==== Material shown ====

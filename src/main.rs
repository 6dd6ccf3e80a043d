use std::path::PathBuf;

use clap::Parser;
use formant_vowel::{FORMANT_COUNT, Formant, VowelParms, synthesize_vowel, wav};
use log::{error, info, warn};

/// Synthesizes a vowel from four formants and writes it as a WAV file.
#[derive(Parser, Debug)]
#[command(name = "vowel", about, long_about = None)]
struct Args {
    /// Length of the vowel, in samples
    #[arg(long, value_name = "SAMPLES", default_value_t = 16000)]
    duration: usize,

    /// Pitch frequency in Hz
    #[arg(long, value_name = "HZ", default_value_t = 120.0)]
    f0: f64,

    /// Formant frequencies F1 to F4 in Hz, comma separated
    #[arg(
        long,
        value_name = "HZ,HZ,HZ,HZ",
        value_delimiter = ',',
        default_values_t = [520.0, 1006.0, 2831.0, 3168.0]
    )]
    formants: Vec<f64>,

    /// Formant bandwidths BW1 to BW4, comma separated
    #[arg(
        long,
        value_name = "BW,BW,BW,BW",
        value_delimiter = ',',
        default_values_t = [0.25, 0.3, 0.4, 0.5]
    )]
    bandwidths: Vec<f64>,

    /// Sample rate in Hz
    #[arg(long, value_name = "HZ", default_value_t = 16000)]
    sample_rate: u32,

    /// RMS level the vowel is scaled to before it is written
    #[arg(long, default_value_t = 0.18)]
    rms: f64,

    /// Output WAV file
    #[arg(short, long, default_value = "vowel.wav")]
    output: PathBuf,

    /// More output per occurrence (debug, then trace)
    #[arg(short, long, action = clap::ArgAction::Count)]
    verbose: u8,
}

impl Args {
    fn vowel_parms(&self) -> Result<VowelParms, String> {
        if self.formants.len() != FORMANT_COUNT || self.bandwidths.len() != FORMANT_COUNT {
            return Err(format!(
                "expected {FORMANT_COUNT} formants and {FORMANT_COUNT} bandwidths, got {} and {}",
                self.formants.len(),
                self.bandwidths.len()
            ));
        }
        let mut formants = [Formant::new(0.0, 0.0); FORMANT_COUNT];
        for (formant, (&freq, &bw)) in formants
            .iter_mut()
            .zip(self.formants.iter().zip(&self.bandwidths))
        {
            *formant = Formant::new(freq, bw);
        }
        Ok(VowelParms {
            duration: self.duration,
            f0: self.f0,
            formants,
            sample_rate: f64::from(self.sample_rate),
        })
    }

    fn log_level(&self) -> log::Level {
        match self.verbose {
            0 => log::Level::Info,
            1 => log::Level::Debug,
            _ => log::Level::Trace,
        }
    }
}

fn run(args: &Args) -> Result<(), Box<dyn std::error::Error>> {
    let parms = args.vowel_parms()?;
    let mut vowel = synthesize_vowel(&parms)?;
    if vowel.iter().any(|sample| !sample.is_finite()) {
        warn!("the vowel contains non-finite samples, the bandwidths are likely too large");
    }
    wav::adjust_signal_gain(&mut vowel, args.rms);
    wav::create_wav(&args.output, &vowel, args.sample_rate)?;
    info!(
        "wrote {} samples at {} Hz to {}",
        vowel.len(),
        args.sample_rate,
        args.output.display()
    );
    Ok(())
}

fn main() {
    let args = Args::parse();
    if let Err(err) = simple_logger::init_with_level(args.log_level()) {
        eprintln!("Error: {err}");
        std::process::exit(1);
    }
    if let Err(err) = run(&args) {
        error!("{err}");
        std::process::exit(1);
    }
}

====

Answer with the number alone after tallying the lines of the entries above that contain the word "self".

Response to the exercise:
10